City’s IBO doubts proposed rent regs would cut property tax receipts

Lower East Side, home to many rent-regulated apartments (Credit: Google)

Office skeptical of annual losses that REBNY-backed study said could hit $2B

By Adam Pincus

The city’s Independent Budget Office does not anticipate that proposed changes to rent regulations being considered in Albany will reduce property tax revenues to the city in the near term, the office said in a statement.

The IBO maintains that position even as the intent of the rent reform legislation is to reduce the ability of landlords to increase rents at the same time as taxes and other expenses tend to rise. A study commissioned by the city’s largest industry trade group, the Real Estate Board of New York, estimated the annual tax hit could be as much as $2 billion per year.

“At this juncture, we don’t see a particularly strong risk to projected growth in property tax revenue from proposed changes to rent regulation, especially in the short term,” IBO spokesperson Doug Turetsky said in an email to PincusCo Media.

The property tax revenue to the city totals approximately $29 billion per year and makes up about a third of the city’s budget, so any shift to the tax base is critical.

In addition the growth in net operating income, which is used to determine taxes for properties of 11 units and more, has already slowed or perhaps declined, on the heels of two years during which the Rent Guidelines Board gave 0 percent increases for 1-year leases. The RGB reported earlier this year that in 2017, the most recent data available, NOI rose by either 0.4 percent or declined by 5 percent.

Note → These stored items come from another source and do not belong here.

//! Durable per-node allocation record
//!
//! A [`NodeStore`] owns one node's [`NodeRecord`]: its identity, the pool of
//! tenant subnets not yet handed out, and the tenant → subnet map. Every
//! mutation runs under an exclusive lock, is applied to a copy, written to
//! `<node>.json.tmp`, fsynced and renamed over `<node>.json`, and only then
//! becomes visible in memory. A crash at any point leaves either the old or
//! the new record on disk, never a torn one.

use std::collections::{BTreeMap, BTreeSet};
use std::fs::{self, File};
use std::io::{ErrorKind, Write};
use std::net::IpAddr;
use std::path::{Path, PathBuf};

use ipnet::Ipv4Net;
use parking_lot::Mutex;
use serde::{Deserialize, Serialize};
use tracing::{debug, info, warn};

use crate::config::NodeStoreConfig;
use crate::{Error, Result};

/// Everything this agent knows about its node's address space.
#[derive(Clone, Debug, Default, PartialEq, Eq, Serialize, Deserialize)]
#[serde(rename_all = "camelCase")]
pub struct NodeRecord {
    /// Node this record belongs to; never changes
    pub node_name: String,

    /// Node IP, set once at startup
    #[serde(default, skip_serializing_if = "Option::is_none")]
    pub node_ip: Option<IpAddr>,

    /// Full pod CIDR of the node, set once at startup
    #[serde(default, skip_serializing_if = "Option::is_none")]
    pub node_cidr: Option<Ipv4Net>,

    /// Prefix length the pool was partitioned at
    #[serde(default, skip_serializing_if = "Option::is_none")]
    pub subnet_prefix: Option<u8>,

    /// Subnets not claimed by any tenant, lowest address first
    #[serde(default)]
    pub available_subnets: BTreeSet<Ipv4Net>,

    /// Tenant key (`namespace/name`) → claimed subnet
    #[serde(default)]
    pub allocations: BTreeMap<String, Ipv4Net>,
}

impl NodeRecord {
    /// Empty record for a node
    pub fn new(node_name: impl Into<String>) -> Self {
        Self {
            node_name: node_name.into(),
            ..Default::default()
        }
    }

    /// True when no subnet is either available or allocated
    pub fn is_empty(&self) -> bool {
        self.available_subnets.is_empty() && self.allocations.is_empty()
    }

    /// Move `subnet` from the pool to `tenant`
    pub(crate) fn reserve(&mut self, tenant: &str, subnet: Ipv4Net) -> Result<()> {
        if tenant.is_empty() {
            return Err(Error::conflict(tenant, "tenant name is empty"));
        }
        if let Some(held) = self.allocations.get(tenant) {
            return Err(Error::conflict(
                tenant,
                format!("tenant already holds {held}"),
            ));
        }
        if !self.available_subnets.remove(&subnet) {
            return Err(Error::conflict(
                tenant,
                format!("subnet {subnet} is not available"),
            ));
        }
        self.allocations.insert(tenant.to_string(), subnet);
        Ok(())
    }

    /// Return `tenant`'s subnet to the pool
    pub(crate) fn release(&mut self, tenant: &str) -> Result<Ipv4Net> {
        let subnet = self
            .allocations
            .remove(tenant)
            .ok_or_else(|| Error::not_found(tenant))?;
        self.available_subnets.insert(subnet);
        Ok(subnet)
    }

    /// Check the invariants of a record read from disk: disjoint, inside the
    /// node CIDR, one prefix length throughout
    fn check_invariants(&self) -> std::result::Result<(), String> {
        let mut seen = BTreeSet::new();
        for (tenant, subnet) in &self.allocations {
            if self.available_subnets.contains(subnet) {
                return Err(format!(
                    "subnet {subnet} is both available and allocated to {tenant}"
                ));
            }
            if !seen.insert(*subnet) {
                return Err(format!("subnet {subnet} is allocated twice"));
            }
        }
        if let Some(cidr) = self.node_cidr {
            let outside = self
                .available_subnets
                .iter()
                .chain(self.allocations.values())
                .find(|s| !cidr.contains(*s));
            if let Some(subnet) = outside {
                return Err(format!("subnet {subnet} lies outside node CIDR {cidr}"));
            }
        }

        let mut prefixes = self
            .available_subnets
            .iter()
            .chain(self.allocations.values())
            .map(|s| s.prefix_len());
        if let Some(first) = prefixes.next() {
            if let Some(odd) = prefixes.find(|p| *p != first) {
                return Err(format!("pool mixes /{first} and /{odd} subnets"));
            }
            if let Some(recorded) = self.subnet_prefix.filter(|p| *p != first) {
                return Err(format!(
                    "subnetPrefix /{recorded} does not match the /{first} subnets it holds"
                ));
            }
        }
        Ok(())
    }
}

/// Crash-safe, lock-guarded owner of one node's [`NodeRecord`].
#[derive(Debug)]
pub struct NodeStore {
    node_name: String,
    dir: PathBuf,
    path: PathBuf,
    record: Mutex<NodeRecord>,
}

impl NodeStore {
    /// Open the store for `node_name` under `config.root_dir`.
    ///
    /// An existing `<node>.json` is loaded as-is and overrides anything the
    /// caller would derive; otherwise an empty record is created and written
    /// so an unwritable directory fails here rather than on first allocation.
    pub fn open(config: &NodeStoreConfig, node_name: &str) -> Result<Self> {
        validate_node_name(node_name)?;

        let dir = config.root_dir.clone();
        fs::create_dir_all(&dir).map_err(|source| Error::Directory {
            path: dir.clone(),
            source,
        })?;

        let path = dir.join(format!("{node_name}.json"));
        let tmp = temp_path(&dir, node_name);
        match fs::remove_file(&tmp) {
            Ok(()) => warn!(path = ?tmp, "removed leftover temporary state file"),
            Err(e) if e.kind() == ErrorKind::NotFound => {}
            Err(e) => warn!(path = ?tmp, error = %e, "could not remove temporary state file"),
        }

        let store = match fs::read(&path) {
            Ok(bytes) => {
                let record = load_record(&path, &bytes, node_name)?;
                info!(
                    node = %node_name,
                    path = ?path,
                    allocations = record.allocations.len(),
                    available = record.available_subnets.len(),
                    "restored node state from disk"
                );
                Self {
                    node_name: node_name.to_string(),
                    dir,
                    path,
                    record: Mutex::new(record),
                }
            }
            Err(e) if e.kind() == ErrorKind::NotFound => {
                let record = NodeRecord::new(node_name);
                let store = Self {
                    node_name: node_name.to_string(),
                    dir,
                    path,
                    record: Mutex::new(record.clone()),
                };
                store.persist(&record)?;
                info!(node = %node_name, path = ?store.path, "created empty node state");
                store
            }
            Err(source) => {
                return Err(Error::Directory {
                    path: path.clone(),
                    source,
                })
            }
        };

        Ok(store)
    }

    /// Node this store belongs to
    pub fn node_name(&self) -> &str {
        &self.node_name
    }

    /// Canonical state file
    pub fn path(&self) -> &Path {
        &self.path
    }

    /// Record the node IP. Setting the same value again is a no-op.
    pub fn set_node_ip(&self, ip: IpAddr) -> Result<()> {
        self.update(|record| match record.node_ip {
            Some(current) if current != ip => Err(Error::AlreadySet {
                field: "nodeIP",
                current: current.to_string(),
                requested: ip.to_string(),
            }),
            _ => {
                record.node_ip = Some(ip);
                Ok(())
            }
        })
    }

    /// Record the node pod CIDR. Setting the same value again is a no-op.
    pub fn set_node_cidr(&self, cidr: Ipv4Net) -> Result<()> {
        let cidr = cidr.trunc();
        self.update(|record| match record.node_cidr {
            Some(current) if current != cidr => Err(Error::AlreadySet {
                field: "nodeCIDR",
                current: current.to_string(),
                requested: cidr.to_string(),
            }),
            _ => {
                record.node_cidr = Some(cidr);
                Ok(())
            }
        })
    }

    /// Seed the pool of tenant subnets.
    ///
    /// Only allowed while the store holds no subnets at all; after a restart
    /// the persisted pool and allocations win. Every subnet must share one
    /// prefix length and lie inside the node CIDR when it is known.
    pub fn set_available_pool(&self, subnets: impl IntoIterator<Item = Ipv4Net>) -> Result<()> {
        let pool: BTreeSet<Ipv4Net> = subnets.into_iter().map(|s| s.trunc()).collect();
        let Some(first) = pool.first() else {
            return Err(Error::config("refusing to seed an empty subnet pool"));
        };
        let prefix = first.prefix_len();
        if let Some(odd) = pool.iter().find(|s| s.prefix_len() != prefix) {
            return Err(Error::config(format!(
                "subnet {odd} does not match pool prefix /{prefix}"
            )));
        }

        self.update(|record| {
            if !record.is_empty() {
                return Err(Error::PoolAlreadySeeded {
                    node: record.node_name.clone(),
                });
            }
            if let Some(cidr) = record.node_cidr {
                if let Some(outside) = pool.iter().find(|s| !cidr.contains(*s)) {
                    return Err(Error::config(format!(
                        "subnet {outside} lies outside node CIDR {cidr}"
                    )));
                }
            }
            record.subnet_prefix = Some(prefix);
            record.available_subnets = pool;
            Ok(())
        })?;

        info!(node = %self.node_name, prefix, "seeded tenant subnet pool");
        Ok(())
    }

    /// Atomically move `subnet` from the pool to `tenant`.
    ///
    /// Fails with [`Error::Conflict`] if the subnet is not available or the
    /// tenant already holds one.
    pub fn reserve(&self, tenant: &str, subnet: Ipv4Net) -> Result<()> {
        self.update(|record| record.reserve(tenant, subnet))
    }

    /// Atomically return `tenant`'s subnet to the pool and hand it back.
    ///
    /// Fails with [`Error::NotFound`], leaving state untouched, when the
    /// tenant holds nothing.
    pub fn release(&self, tenant: &str) -> Result<Ipv4Net> {
        self.update(|record| record.release(tenant))
    }

    /// Subnet currently held by `tenant`
    pub fn lookup(&self, tenant: &str) -> Option<Ipv4Net> {
        self.record.lock().allocations.get(tenant).copied()
    }

    /// Copy of the current record
    pub fn snapshot(&self) -> NodeRecord {
        self.record.lock().clone()
    }

    /// Run `op` on a copy of the record under the store lock and commit it.
    ///
    /// The copy is persisted before it replaces the in-memory record, so a
    /// failed write leaves the store exactly as it was. Unchanged records are
    /// not rewritten.
    pub(crate) fn update<T>(&self, op: impl FnOnce(&mut NodeRecord) -> Result<T>) -> Result<T> {
        let mut current = self.record.lock();
        let mut next = current.clone();
        let out = op(&mut next)?;
        if next != *current {
            self.persist(&next)?;
            *current = next;
        } else {
            debug!(node = %self.node_name, "node state unchanged, skipping write");
        }
        Ok(out)
    }

    fn persist(&self, record: &NodeRecord) -> Result<()> {
        let bytes = serde_json::to_vec_pretty(record)
            .map_err(|e| Error::serialization(format!("node record: {e}")))?;
        let tmp = temp_path(&self.dir, &self.node_name);
        let persistence = |source| Error::Persistence {
            path: self.path.clone(),
            source,
        };

        let mut file = File::create(&tmp).map_err(persistence)?;
        file.write_all(&bytes).map_err(persistence)?;
        file.sync_all().map_err(persistence)?;
        drop(file);
        fs::rename(&tmp, &self.path).map_err(persistence)?;
        File::open(&self.dir)
            .and_then(|dir| dir.sync_all())
            .map_err(persistence)?;
        Ok(())
    }
}

fn temp_path(dir: &Path, node_name: &str) -> PathBuf {
    dir.join(format!("{node_name}.json.tmp"))
}

fn load_record(path: &Path, bytes: &[u8], node_name: &str) -> Result<NodeRecord> {
    let corrupt = |message: String| Error::CorruptState {
        path: path.to_path_buf(),
        message,
    };
    let record: NodeRecord =
        serde_json::from_slice(bytes).map_err(|e| corrupt(format!("unreadable record: {e}")))?;
    if record.node_name != node_name {
        return Err(corrupt(format!(
            "record belongs to node {} not {node_name}",
            record.node_name
        )));
    }
    record.check_invariants().map_err(corrupt)?;
    Ok(record)
}

fn validate_node_name(node_name: &str) -> Result<()> {
    if node_name.is_empty()
        || node_name == "."
        || node_name == ".."
        || node_name.contains(['/', '\\', '\0'])
    {
        return Err(Error::config(format!(
            "node name '{node_name}' cannot be used as a state file name"
        )));
    }
    Ok(())
}
//! Tenant-facing allocation protocol on top of [`NodeStore`].

use std::sync::Arc;

use ipnet::Ipv4Net;
use tracing::{debug, info};

use super::store::{NodeRecord, NodeStore};
use crate::{Error, Result};

/// Allocates tenant subnets from one node's pool.
///
/// Every operation goes through the store lock, so calls from any number of
/// workers are linearizable without extra synchronization.
#[derive(Clone, Debug)]
pub struct NodeIpam {
    store: Arc<NodeStore>,
}

impl NodeIpam {
    /// Wrap a store
    pub fn new(store: Arc<NodeStore>) -> Self {
        Self { store }
    }

    /// The underlying store
    pub fn store(&self) -> &Arc<NodeStore> {
        &self.store
    }

    /// Subnet for `tenant`, claiming the lowest available one on first call.
    ///
    /// Idempotent: a tenant that already holds a subnet gets it back and the
    /// pool is not touched.
    ///
    /// # Errors
    ///
    /// [`Error::PoolExhausted`] when nothing is left, [`Error::Persistence`]
    /// when the claim could not be written (the claim is then not made).
    pub fn allocate(&self, tenant: &str) -> Result<Ipv4Net> {
        self.allocate_exclusive(tenant, |_| false)
    }

    /// Like [`allocate`](Self::allocate), but refuses a first claim while any
    /// other tenant for which `clashes` returns true holds a subnet.
    ///
    /// The check and the claim happen under one store lock, so two clashing
    /// tenants racing on different workers can never both win.
    ///
    /// # Errors
    ///
    /// [`Error::Conflict`] naming the holder, plus everything
    /// [`allocate`](Self::allocate) returns.
    pub fn allocate_exclusive(
        &self,
        tenant: &str,
        clashes: impl Fn(&str) -> bool,
    ) -> Result<Ipv4Net> {
        let node = self.store.node_name().to_string();
        let (subnet, claimed) = self.store.update(|record| {
            if let Some(held) = record.allocations.get(tenant) {
                return Ok((*held, false));
            }
            if let Some(holder) = record
                .allocations
                .keys()
                .find(|holder| holder.as_str() != tenant && clashes(holder))
            {
                return Err(Error::conflict(
                    tenant,
                    format!("clashes with {holder}, which already holds a subnet"),
                ));
            }
            let next = record
                .available_subnets
                .first()
                .copied()
                .ok_or_else(|| Error::PoolExhausted {
                    node: node.clone(),
                    tenant: tenant.to_string(),
                })?;
            record.reserve(tenant, next)?;
            Ok((next, true))
        })?;

        if claimed {
            info!(tenant = %tenant, subnet = %subnet, "allocated tenant subnet");
        } else {
            debug!(tenant = %tenant, subnet = %subnet, "tenant already holds subnet");
        }
        Ok(subnet)
    }

    /// Give `tenant`'s subnet back to the pool.
    pub fn release(&self, tenant: &str) -> Result<Ipv4Net> {
        let subnet = self.store.release(tenant)?;
        info!(tenant = %tenant, subnet = %subnet, "released tenant subnet");
        Ok(subnet)
    }

    /// Subnet held by `tenant`, or [`Error::NotFound`].
    pub fn lookup(&self, tenant: &str) -> Result<Ipv4Net> {
        self.store
            .lookup(tenant)
            .ok_or_else(|| Error::not_found(tenant))
    }

    /// Number of subnets still available
    pub fn available(&self) -> usize {
        self.store.snapshot().available_subnets.len()
    }

    /// Copy of the node record
    pub fn snapshot(&self) -> NodeRecord {
        self.store.snapshot()
    }
}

Jonas Shaende, chief economist at the liberal-leaning Fiscal Policy Institute, did not expect tax revenues to decline on account of any new regulations, and if they were to fall, the decline would not be precipitous.

“It’s not likely to create a short-term revenue issue for the city,” Shaende said. Furthermore, he suggested there could be unpredictable consequences that could benefit the city. For example rent law changes could reduce the value of multifamily properties, in turn lowering their debt load and leading to a realignment of ownership and business strategies.

Or if housing became relatively more affordable, the number of homeless could decline and reduce the need for homeless services in the budget, which would be an offset to real estate tax receipts.

Real estate attorney Stuart Saft, a partner at Holland & Knight, in contrast, saw a dire situation.

“I think we are on the edge of an abyss right now,” Saft said. “It could cause a tremendous decline in the property values and in the ability of the city and state to have the revenue to even do what they are presently doing.”

REBNY viewed the tax implications in the same light.

“The potential policy changes to rent stabilization could reduce annual property tax revenue by up to $2 billion per year due to steep drops in real estate value,” according to the white paper from the REBNY-backed Taxpayers for an Affordable New York, based on data calculated by the real estate consulting firm HR&A Advisors.

The HR&A study concluded that by the fifth year after implementation of the new laws, there was the potential for an NOI reduction of between 20 percent and 30 percent for pre-1947 buildings and between 10 percent and 20 percent for post-1947 buildings, creating a property tax revenue reduction of $1.3 billion to $2 billion per year.

For the analysis, HR&A considered the possible impact of bills that proposed the elimination of high-rent vacancy decontrol now set at $2,700; elimination of the 20 percent vacancy bonus; elimination of major capital improvements (MCI) increases; elimination of individual apartment improvements (IAI) increases; and making the preferential rent the legal rent.